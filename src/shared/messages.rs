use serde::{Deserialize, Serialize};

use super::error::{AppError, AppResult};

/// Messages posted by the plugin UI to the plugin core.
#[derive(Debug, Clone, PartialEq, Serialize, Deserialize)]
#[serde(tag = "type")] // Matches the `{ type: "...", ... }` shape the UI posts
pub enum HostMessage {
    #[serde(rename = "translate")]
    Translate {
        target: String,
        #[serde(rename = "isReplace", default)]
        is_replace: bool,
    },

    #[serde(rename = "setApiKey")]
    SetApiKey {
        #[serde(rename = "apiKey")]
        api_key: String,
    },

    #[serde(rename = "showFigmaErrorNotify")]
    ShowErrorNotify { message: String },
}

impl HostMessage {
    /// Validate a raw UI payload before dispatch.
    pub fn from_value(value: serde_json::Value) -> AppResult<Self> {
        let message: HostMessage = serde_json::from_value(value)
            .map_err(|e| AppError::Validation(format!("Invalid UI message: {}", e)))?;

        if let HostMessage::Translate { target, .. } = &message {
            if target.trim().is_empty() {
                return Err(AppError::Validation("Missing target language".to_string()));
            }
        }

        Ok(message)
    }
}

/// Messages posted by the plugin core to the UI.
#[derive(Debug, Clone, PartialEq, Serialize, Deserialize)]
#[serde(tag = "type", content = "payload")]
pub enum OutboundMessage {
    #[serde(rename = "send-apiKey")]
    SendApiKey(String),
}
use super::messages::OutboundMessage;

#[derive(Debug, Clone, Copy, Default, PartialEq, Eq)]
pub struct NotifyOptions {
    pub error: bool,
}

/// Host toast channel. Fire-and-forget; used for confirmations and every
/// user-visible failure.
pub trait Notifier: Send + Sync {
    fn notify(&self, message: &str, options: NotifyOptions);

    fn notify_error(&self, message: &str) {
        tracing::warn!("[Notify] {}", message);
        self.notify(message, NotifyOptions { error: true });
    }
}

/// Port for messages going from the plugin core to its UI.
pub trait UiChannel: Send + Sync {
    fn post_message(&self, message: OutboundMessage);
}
==
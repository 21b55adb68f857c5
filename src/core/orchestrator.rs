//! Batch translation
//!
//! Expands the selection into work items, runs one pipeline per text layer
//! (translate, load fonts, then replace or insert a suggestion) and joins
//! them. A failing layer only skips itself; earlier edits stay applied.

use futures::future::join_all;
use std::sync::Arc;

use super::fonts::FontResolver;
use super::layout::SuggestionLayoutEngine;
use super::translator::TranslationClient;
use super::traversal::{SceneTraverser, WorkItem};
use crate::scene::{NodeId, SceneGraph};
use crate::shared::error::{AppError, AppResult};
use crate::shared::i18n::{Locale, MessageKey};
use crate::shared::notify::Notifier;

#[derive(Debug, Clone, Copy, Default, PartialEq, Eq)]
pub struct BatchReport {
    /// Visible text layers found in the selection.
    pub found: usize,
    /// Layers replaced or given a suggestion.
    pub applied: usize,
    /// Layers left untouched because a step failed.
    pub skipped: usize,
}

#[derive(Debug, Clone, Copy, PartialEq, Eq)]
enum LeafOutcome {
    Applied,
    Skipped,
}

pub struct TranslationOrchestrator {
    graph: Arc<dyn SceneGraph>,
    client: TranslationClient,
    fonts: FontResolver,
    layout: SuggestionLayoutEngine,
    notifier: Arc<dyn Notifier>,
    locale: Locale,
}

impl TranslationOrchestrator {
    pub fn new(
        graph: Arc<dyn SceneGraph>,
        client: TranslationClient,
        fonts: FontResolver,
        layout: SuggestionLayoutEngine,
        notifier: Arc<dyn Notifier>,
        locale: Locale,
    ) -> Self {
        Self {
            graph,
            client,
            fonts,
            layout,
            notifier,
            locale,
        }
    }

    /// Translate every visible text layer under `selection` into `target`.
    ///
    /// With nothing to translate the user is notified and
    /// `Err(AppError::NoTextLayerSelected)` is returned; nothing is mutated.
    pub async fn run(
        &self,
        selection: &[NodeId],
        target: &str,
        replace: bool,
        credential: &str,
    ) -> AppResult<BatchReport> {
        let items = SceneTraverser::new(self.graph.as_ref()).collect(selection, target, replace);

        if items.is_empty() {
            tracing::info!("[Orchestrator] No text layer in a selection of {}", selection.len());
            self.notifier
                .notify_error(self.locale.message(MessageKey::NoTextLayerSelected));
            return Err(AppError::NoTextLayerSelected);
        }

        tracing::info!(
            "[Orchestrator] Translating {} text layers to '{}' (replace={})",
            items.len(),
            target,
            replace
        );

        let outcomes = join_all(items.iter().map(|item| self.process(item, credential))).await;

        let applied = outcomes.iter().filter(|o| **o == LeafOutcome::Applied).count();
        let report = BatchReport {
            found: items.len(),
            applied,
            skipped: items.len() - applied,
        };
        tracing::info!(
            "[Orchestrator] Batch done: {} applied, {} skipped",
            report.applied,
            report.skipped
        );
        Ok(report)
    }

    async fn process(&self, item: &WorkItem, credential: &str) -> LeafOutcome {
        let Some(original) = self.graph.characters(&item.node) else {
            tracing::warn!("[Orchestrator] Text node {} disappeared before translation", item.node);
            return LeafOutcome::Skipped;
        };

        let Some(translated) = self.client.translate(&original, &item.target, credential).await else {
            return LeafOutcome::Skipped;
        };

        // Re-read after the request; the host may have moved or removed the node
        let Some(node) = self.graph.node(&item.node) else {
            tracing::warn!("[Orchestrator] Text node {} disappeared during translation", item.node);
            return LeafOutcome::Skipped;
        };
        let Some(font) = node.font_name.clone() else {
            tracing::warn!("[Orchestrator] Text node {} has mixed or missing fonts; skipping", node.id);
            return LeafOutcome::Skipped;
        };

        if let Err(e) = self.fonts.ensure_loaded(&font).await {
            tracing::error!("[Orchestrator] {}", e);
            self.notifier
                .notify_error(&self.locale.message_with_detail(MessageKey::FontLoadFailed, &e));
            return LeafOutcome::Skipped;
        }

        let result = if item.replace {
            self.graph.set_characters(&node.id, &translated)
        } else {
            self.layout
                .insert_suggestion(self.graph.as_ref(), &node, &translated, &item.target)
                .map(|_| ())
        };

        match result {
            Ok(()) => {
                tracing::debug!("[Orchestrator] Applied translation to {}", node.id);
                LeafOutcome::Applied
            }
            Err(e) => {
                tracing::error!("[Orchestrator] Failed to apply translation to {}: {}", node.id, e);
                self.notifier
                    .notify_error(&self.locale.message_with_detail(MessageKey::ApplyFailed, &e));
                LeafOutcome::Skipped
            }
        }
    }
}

■ Prompt ■
Copy, from the material, each line that holds the string "plugin".

■ Task solution ■
/// Messages posted by the plugin UI to the plugin core.
/// Messages posted by the plugin core to the UI.
/// Port for messages going from the plugin core to its UI.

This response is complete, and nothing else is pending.